In a land where people make pets of their gadgets, the root looks set to become the companion of the future
By TIM LARIMER Tokyo
Japanese personalize their machines. They give names to their office PCs and printers, their factory robots, their cell phones, CD players and Game Boys. Such playful intimacy with inanimate objects made of acrylic, silicon and liquid-crystal displays may seem unnatural. But electronic devices are so vital to Japanese lives that they become virtual family members. Indeed, many people spend more time with machines than they do with their relatives.

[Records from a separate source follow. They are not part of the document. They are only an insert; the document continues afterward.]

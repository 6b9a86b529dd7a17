//! Shared helpers: text normalization/casing and the clock abstraction

pub mod text;
pub mod time;

pub use text::{is_blank, normalize, to_title_words, to_upper_words};
pub use time::{Clock, ManualClock, SystemClock};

Just watch a schoolgirl on a subway train with her cell phone, checking voice messages, typing in e-mail responses, downloading her horoscope. Her cell phone is her best friend.
The Japanese tendency to anthropomorphize machines is critical to understanding their embrace of technology in the postwar era. As a result of considerable cultural and spiritual indoctrination from educators, artists, writers and the government, the machine in Japan has become an ally, a friend, a partner. And what a loyal companion it has been during the past 50 years. Making machines turned Japan into an exporting giant. Perfecting them made Japan the center of the electronics industry.